* [Records shown]:
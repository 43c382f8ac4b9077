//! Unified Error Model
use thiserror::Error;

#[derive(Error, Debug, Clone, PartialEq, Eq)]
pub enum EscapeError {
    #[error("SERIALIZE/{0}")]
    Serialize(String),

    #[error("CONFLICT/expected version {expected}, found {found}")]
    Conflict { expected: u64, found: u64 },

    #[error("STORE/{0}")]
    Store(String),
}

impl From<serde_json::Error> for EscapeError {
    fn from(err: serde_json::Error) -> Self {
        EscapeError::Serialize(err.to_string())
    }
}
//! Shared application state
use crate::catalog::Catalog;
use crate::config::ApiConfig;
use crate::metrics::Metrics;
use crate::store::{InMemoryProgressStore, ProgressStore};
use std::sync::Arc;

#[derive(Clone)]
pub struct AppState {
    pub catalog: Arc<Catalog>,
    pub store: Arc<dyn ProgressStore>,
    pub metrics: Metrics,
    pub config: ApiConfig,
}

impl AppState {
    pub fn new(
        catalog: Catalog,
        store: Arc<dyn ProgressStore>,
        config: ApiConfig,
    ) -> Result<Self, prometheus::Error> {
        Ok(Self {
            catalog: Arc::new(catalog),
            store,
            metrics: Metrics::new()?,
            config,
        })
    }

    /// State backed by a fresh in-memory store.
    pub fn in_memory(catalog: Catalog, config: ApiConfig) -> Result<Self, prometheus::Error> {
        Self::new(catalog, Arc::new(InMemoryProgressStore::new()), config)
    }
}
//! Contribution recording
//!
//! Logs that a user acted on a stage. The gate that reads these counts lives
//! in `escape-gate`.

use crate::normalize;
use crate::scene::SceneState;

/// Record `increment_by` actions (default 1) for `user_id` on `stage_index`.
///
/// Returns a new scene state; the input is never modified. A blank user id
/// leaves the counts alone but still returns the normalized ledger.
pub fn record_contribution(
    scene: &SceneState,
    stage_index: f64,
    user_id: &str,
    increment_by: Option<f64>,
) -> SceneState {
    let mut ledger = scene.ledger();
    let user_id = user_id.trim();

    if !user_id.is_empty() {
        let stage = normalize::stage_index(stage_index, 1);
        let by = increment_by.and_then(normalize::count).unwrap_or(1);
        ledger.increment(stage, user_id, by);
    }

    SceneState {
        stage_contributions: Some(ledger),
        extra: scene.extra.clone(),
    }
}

* * *

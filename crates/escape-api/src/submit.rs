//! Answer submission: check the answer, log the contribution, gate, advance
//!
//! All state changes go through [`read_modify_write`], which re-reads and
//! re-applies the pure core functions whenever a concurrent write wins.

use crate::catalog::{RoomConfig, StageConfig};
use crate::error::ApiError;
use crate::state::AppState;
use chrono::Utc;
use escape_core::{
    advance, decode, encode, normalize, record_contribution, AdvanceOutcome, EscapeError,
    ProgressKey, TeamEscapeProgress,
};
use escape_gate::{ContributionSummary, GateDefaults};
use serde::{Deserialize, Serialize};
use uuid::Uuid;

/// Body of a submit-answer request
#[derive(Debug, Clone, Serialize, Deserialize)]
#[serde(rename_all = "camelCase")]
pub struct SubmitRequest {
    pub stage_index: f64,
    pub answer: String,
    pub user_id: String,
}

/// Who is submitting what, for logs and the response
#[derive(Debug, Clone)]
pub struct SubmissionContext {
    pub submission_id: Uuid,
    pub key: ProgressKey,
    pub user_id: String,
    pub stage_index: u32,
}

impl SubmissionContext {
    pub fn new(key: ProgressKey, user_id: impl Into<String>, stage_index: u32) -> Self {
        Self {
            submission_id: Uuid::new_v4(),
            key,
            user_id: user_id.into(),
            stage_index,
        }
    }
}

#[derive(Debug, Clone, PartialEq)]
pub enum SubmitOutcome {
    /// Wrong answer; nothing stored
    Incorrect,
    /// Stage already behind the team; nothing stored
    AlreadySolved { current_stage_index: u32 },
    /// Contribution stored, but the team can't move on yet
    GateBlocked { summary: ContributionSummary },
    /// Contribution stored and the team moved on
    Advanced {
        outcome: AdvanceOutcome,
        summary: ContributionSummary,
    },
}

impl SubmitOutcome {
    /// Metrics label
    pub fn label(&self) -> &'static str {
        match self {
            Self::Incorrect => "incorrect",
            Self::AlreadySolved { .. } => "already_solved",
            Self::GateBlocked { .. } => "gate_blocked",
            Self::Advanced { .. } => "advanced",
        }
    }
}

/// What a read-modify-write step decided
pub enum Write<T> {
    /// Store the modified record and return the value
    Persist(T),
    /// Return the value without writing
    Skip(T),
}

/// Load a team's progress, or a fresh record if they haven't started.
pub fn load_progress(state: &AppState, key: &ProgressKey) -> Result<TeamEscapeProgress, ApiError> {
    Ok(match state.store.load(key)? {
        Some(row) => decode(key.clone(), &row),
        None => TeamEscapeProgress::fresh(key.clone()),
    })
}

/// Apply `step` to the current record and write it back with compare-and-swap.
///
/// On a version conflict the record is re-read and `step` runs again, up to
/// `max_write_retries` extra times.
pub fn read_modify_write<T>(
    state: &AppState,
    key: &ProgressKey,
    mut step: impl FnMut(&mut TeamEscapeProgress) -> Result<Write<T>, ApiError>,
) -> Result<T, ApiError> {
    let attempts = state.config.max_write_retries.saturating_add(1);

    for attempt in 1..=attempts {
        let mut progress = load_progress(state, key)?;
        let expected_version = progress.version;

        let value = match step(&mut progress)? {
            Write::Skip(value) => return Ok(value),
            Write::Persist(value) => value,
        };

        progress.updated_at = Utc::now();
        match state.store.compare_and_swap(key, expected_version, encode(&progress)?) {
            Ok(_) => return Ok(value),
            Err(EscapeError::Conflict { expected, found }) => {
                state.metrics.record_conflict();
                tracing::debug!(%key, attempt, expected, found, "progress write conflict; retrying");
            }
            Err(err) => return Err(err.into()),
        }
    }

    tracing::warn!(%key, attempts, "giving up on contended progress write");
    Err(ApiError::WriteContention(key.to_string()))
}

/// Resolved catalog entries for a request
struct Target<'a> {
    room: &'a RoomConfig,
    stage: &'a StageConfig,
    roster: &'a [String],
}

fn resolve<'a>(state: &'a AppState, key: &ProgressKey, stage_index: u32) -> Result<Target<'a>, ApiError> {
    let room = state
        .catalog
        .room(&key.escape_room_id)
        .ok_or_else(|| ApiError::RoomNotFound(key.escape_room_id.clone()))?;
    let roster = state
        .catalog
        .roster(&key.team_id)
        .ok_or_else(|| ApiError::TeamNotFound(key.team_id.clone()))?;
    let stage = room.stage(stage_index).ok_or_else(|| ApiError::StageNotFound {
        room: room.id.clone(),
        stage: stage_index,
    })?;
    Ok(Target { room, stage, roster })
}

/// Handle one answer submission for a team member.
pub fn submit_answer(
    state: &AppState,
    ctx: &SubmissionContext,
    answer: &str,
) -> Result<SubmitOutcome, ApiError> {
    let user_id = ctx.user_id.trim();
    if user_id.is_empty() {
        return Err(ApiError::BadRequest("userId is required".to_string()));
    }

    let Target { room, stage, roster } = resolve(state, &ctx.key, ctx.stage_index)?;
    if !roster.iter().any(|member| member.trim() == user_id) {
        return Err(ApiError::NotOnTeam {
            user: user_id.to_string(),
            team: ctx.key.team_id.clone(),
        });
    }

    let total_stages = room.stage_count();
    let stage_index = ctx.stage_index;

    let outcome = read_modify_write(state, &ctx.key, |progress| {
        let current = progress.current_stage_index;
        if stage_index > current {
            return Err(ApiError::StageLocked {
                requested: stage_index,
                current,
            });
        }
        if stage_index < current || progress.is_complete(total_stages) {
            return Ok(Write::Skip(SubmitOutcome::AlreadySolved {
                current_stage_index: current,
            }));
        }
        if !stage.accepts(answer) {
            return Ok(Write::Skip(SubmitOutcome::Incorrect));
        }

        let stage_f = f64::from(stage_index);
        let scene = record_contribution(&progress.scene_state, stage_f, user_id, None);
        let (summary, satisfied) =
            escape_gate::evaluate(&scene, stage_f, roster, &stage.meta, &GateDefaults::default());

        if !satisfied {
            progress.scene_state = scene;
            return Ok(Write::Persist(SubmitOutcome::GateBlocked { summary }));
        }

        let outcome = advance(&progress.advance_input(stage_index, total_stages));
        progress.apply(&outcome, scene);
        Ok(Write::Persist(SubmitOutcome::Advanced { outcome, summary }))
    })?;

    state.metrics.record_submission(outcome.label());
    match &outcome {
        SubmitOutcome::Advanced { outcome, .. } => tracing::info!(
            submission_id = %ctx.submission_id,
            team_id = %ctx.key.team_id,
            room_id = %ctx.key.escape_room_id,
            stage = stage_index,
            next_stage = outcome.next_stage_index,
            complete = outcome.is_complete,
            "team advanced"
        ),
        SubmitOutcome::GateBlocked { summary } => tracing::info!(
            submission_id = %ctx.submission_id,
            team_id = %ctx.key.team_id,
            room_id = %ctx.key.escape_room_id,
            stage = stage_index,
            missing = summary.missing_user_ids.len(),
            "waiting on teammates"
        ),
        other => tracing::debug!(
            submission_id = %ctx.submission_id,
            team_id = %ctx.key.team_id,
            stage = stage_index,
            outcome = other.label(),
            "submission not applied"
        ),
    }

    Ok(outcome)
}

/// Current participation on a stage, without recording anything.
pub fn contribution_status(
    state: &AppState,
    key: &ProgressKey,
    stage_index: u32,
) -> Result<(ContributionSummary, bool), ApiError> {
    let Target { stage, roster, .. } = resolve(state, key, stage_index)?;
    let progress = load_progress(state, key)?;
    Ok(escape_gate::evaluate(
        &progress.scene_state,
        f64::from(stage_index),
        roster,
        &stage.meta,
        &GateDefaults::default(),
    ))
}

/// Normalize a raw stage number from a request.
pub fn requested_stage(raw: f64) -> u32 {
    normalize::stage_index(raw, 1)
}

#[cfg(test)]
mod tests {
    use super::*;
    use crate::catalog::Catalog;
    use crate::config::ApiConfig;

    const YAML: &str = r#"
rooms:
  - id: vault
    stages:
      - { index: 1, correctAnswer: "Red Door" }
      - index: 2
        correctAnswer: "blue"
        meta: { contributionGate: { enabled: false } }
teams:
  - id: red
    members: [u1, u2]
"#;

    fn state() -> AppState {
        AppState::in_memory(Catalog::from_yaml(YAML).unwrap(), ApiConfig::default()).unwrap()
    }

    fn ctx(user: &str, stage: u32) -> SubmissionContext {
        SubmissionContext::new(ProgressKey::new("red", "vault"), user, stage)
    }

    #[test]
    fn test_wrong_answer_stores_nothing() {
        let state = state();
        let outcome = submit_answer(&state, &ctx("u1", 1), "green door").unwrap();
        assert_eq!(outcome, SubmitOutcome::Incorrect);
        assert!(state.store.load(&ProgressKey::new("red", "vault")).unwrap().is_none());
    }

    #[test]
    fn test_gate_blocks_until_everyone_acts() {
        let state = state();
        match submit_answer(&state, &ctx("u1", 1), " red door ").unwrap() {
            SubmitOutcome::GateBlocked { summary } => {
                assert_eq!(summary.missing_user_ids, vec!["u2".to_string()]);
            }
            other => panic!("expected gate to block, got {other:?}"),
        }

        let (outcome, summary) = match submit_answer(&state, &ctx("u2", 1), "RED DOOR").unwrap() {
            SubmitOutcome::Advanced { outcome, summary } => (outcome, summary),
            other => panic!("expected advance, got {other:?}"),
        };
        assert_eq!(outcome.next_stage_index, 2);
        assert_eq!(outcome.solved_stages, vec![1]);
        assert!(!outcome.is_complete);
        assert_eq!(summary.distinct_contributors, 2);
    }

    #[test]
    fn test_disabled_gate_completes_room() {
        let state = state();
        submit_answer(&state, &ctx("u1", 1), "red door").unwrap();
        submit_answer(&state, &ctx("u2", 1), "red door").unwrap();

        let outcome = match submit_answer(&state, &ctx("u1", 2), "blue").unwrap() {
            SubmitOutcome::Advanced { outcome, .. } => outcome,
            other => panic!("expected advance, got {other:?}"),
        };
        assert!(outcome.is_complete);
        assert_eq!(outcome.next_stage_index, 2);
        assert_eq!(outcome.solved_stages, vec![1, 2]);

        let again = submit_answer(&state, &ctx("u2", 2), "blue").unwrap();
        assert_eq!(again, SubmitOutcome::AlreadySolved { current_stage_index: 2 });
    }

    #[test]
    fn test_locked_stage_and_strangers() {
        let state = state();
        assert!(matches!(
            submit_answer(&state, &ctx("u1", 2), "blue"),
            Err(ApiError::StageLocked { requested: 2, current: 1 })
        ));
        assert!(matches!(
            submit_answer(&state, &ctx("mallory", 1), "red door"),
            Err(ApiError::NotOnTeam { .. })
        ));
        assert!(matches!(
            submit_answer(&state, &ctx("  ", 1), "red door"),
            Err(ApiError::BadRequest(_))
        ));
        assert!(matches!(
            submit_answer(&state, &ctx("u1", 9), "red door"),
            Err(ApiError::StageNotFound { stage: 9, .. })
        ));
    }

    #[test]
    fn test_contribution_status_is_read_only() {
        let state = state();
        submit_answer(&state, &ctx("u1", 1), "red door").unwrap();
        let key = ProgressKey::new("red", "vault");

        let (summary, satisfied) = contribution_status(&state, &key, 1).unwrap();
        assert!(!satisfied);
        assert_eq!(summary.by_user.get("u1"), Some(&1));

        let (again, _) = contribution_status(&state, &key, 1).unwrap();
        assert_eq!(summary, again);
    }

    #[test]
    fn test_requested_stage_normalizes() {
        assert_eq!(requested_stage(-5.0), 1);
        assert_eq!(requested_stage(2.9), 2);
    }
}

--

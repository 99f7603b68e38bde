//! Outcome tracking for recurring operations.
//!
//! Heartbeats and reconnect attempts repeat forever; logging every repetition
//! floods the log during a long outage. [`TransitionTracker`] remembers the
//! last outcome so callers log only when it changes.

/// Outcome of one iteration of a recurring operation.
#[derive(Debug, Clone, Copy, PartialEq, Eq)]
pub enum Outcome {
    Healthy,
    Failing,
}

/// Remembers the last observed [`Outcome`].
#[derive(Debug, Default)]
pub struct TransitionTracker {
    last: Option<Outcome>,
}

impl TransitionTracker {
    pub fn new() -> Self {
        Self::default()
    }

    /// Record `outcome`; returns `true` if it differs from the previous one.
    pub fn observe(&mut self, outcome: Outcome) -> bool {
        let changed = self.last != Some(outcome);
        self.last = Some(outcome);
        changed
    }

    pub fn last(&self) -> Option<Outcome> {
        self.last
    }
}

* [Your objective]: Only the lines above starting with the one with "repository 43c382f8ac4b9077" and going through the one with "blank user id" are to be copied, word for word and with both ends kept.

* [Result below]:
repository 43c382f8ac4b9077
//! Unified Error Model
use thiserror::Error;

#[derive(Error, Debug, Clone, PartialEq, Eq)]
pub enum EscapeError {
    #[error("SERIALIZE/{0}")]
    Serialize(String),

    #[error("CONFLICT/expected version {expected}, found {found}")]
    Conflict { expected: u64, found: u64 },

    #[error("STORE/{0}")]
    Store(String),
}

impl From<serde_json::Error> for EscapeError {
    fn from(err: serde_json::Error) -> Self {
        EscapeError::Serialize(err.to_string())
    }
}
//! Shared application state
use crate::catalog::Catalog;
use crate::config::ApiConfig;
use crate::metrics::Metrics;
use crate::store::{InMemoryProgressStore, ProgressStore};
use std::sync::Arc;

#[derive(Clone)]
pub struct AppState {
    pub catalog: Arc<Catalog>,
    pub store: Arc<dyn ProgressStore>,
    pub metrics: Metrics,
    pub config: ApiConfig,
}

impl AppState {
    pub fn new(
        catalog: Catalog,
        store: Arc<dyn ProgressStore>,
        config: ApiConfig,
    ) -> Result<Self, prometheus::Error> {
        Ok(Self {
            catalog: Arc::new(catalog),
            store,
            metrics: Metrics::new()?,
            config,
        })
    }

    /// State backed by a fresh in-memory store.
    pub fn in_memory(catalog: Catalog, config: ApiConfig) -> Result<Self, prometheus::Error> {
        Self::new(catalog, Arc::new(InMemoryProgressStore::new()), config)
    }
}
//! Contribution recording
//!
//! Logs that a user acted on a stage. The gate that reads these counts lives
//! in `escape-gate`.

use crate::normalize;
use crate::scene::SceneState;

/// Record `increment_by` actions (default 1) for `user_id` on `stage_index`.
///
/// Returns a new scene state; the input is never modified. A blank user id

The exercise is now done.